Способной к концентрации и творческому самовыражению, способной создавать огромные великолепные фрески, видевшиеся ей, пока она погружалась в сон. Фрески на потолке — именно на потолке воплощались Наташины мечты о живописи, потому что все ее амбиции возникали лишь тогда, когда она находилась в лежачем положении. И все же, какие дивные фрески! Богатейшая новая мифология! Смелость композиции! Четкость линий! Яркость красок! Какая жалость, что в результате обмена веществ они неумолимо выцветали, и, открыв залепленные гноем глаза, Наташа снова сталкивалась с мучительно неуверенной, дрожащей линией собственной жизни. С древним как мир реализмом.

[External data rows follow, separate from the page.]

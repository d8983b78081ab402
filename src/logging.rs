use anyhow::{Context, Result};
use tracing_appender::non_blocking::WorkerGuard;
use tracing_subscriber::EnvFilter;

use crate::config::data_dir;

const LOG_FILE: &str = "assistant.log";

fn env_filter(level: &str) -> EnvFilter {
    match EnvFilter::try_from_default_env() {
        Ok(filter) => filter,
        Err(_) => match level.parse::<EnvFilter>() {
            Ok(filter) => filter,
            Err(e) => {
                eprintln!("WARN: log level '{level}' is not a valid filter ({e}); using 'info'");
                EnvFilter::new("info")
            }
        },
    }
}

/// The terminal belongs to the UI, so the TUI logs to a file in the data
/// dir. Keep the guard alive until exit or buffered lines are lost.
pub fn init_file_logging(level: &str) -> Result<WorkerGuard> {
    let dir = data_dir();
    std::fs::create_dir_all(&dir)
        .with_context(|| format!("Failed to create {}", dir.display()))?;
    let appender = tracing_appender::rolling::never(&dir, LOG_FILE);
    let (writer, guard) = tracing_appender::non_blocking(appender);

    tracing_subscriber::fmt()
        .with_env_filter(env_filter(level))
        .with_writer(writer)
        .with_ansi(false)
        .with_target(true)
        .init();

    Ok(guard)
}

pub fn init_stderr_logging(level: &str) {
    tracing_subscriber::fmt()
        .with_env_filter(env_filter(level))
        .with_writer(std::io::stderr)
        .with_target(false)
        .init();
}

Сгустились сумерки. Наташа посапывала на подушке. Майлс придвинул кресло с высокой спинкой к окну. Когда над зоопарком опустилось солнце и гиббоны — за неимением людей — стали передразнивать друг друга, он достал из кейса книгу, которая едва там умещалась. И начал читать с того места, на котором остановился рано утром — о гражданском праве.
Пепел Лили Блум покоился в большой пластиковой банке бронзового цвета, в шкафу, стоявшем в нише гостиной Элверсов. Лили всегда хотелось жить где-то между этим местом и Оксфорд-стрит. Только эта часть Лондона хотя бы отдаленно напоминает регулярную планировку — словно крохотный сетчатый пластырь из американского антисептического набора, наложенный на инфицированную сердцевину «Исполинского нароста».[26]Можете не сомневаться, что от Лили не ускользнула ирония ее последних странствий. Сначала ее труп перевезли на север, в Кентиш-Таун, где он два дня хранился в гигантском выдвижном ящике в похоронном бюро, потом его повезли еще дальше на север, потом сожгли, а потом этот пепел принесли сюда нетвердыми шагами и поместили в смехотворной близости от Королевского госпиталя ушных болезней. Да, Лили Блум оценила эту иронию — есть основания полагать, что в Англию она перебралась прежде всего, чтобы на себе испытать гнетущую иронию этой страны. Изжить свои внутренние конфликты, которые слишком драматизировала, разыграть их в театре, где можно рассчитывать на искренний смех зрителей. Хотя и запоздалый.
Квартира Элверсов на Камберленд-террас была приобретена в рассрочку на двадцать пять лет, поэтому она оказалась не такой уж дорогой, как можно было бы ожидать. Но все же это был 1988 год, когда цены на недвижимость в центре Лондона достигли заоблачных высот. Налог на любую лачугу в этом районе вырос на сто процентов. Итак, с учетом выплаты этого разорительного налога, отравившего Лили — наряду с Разбойницей — последние дни жизни; с учетом выплаты налога на наследство; с учетом закладной на квартиру на Бартоломью-роуд; а также с учетом того, что Лили никогда не удавалось откладывать деньги, ей пришлось довольствоваться арендой шкафа, в котором ее прах простоит ближайшие пять лет. Мертвым нужно гораздо меньше места и иронии, чем живым.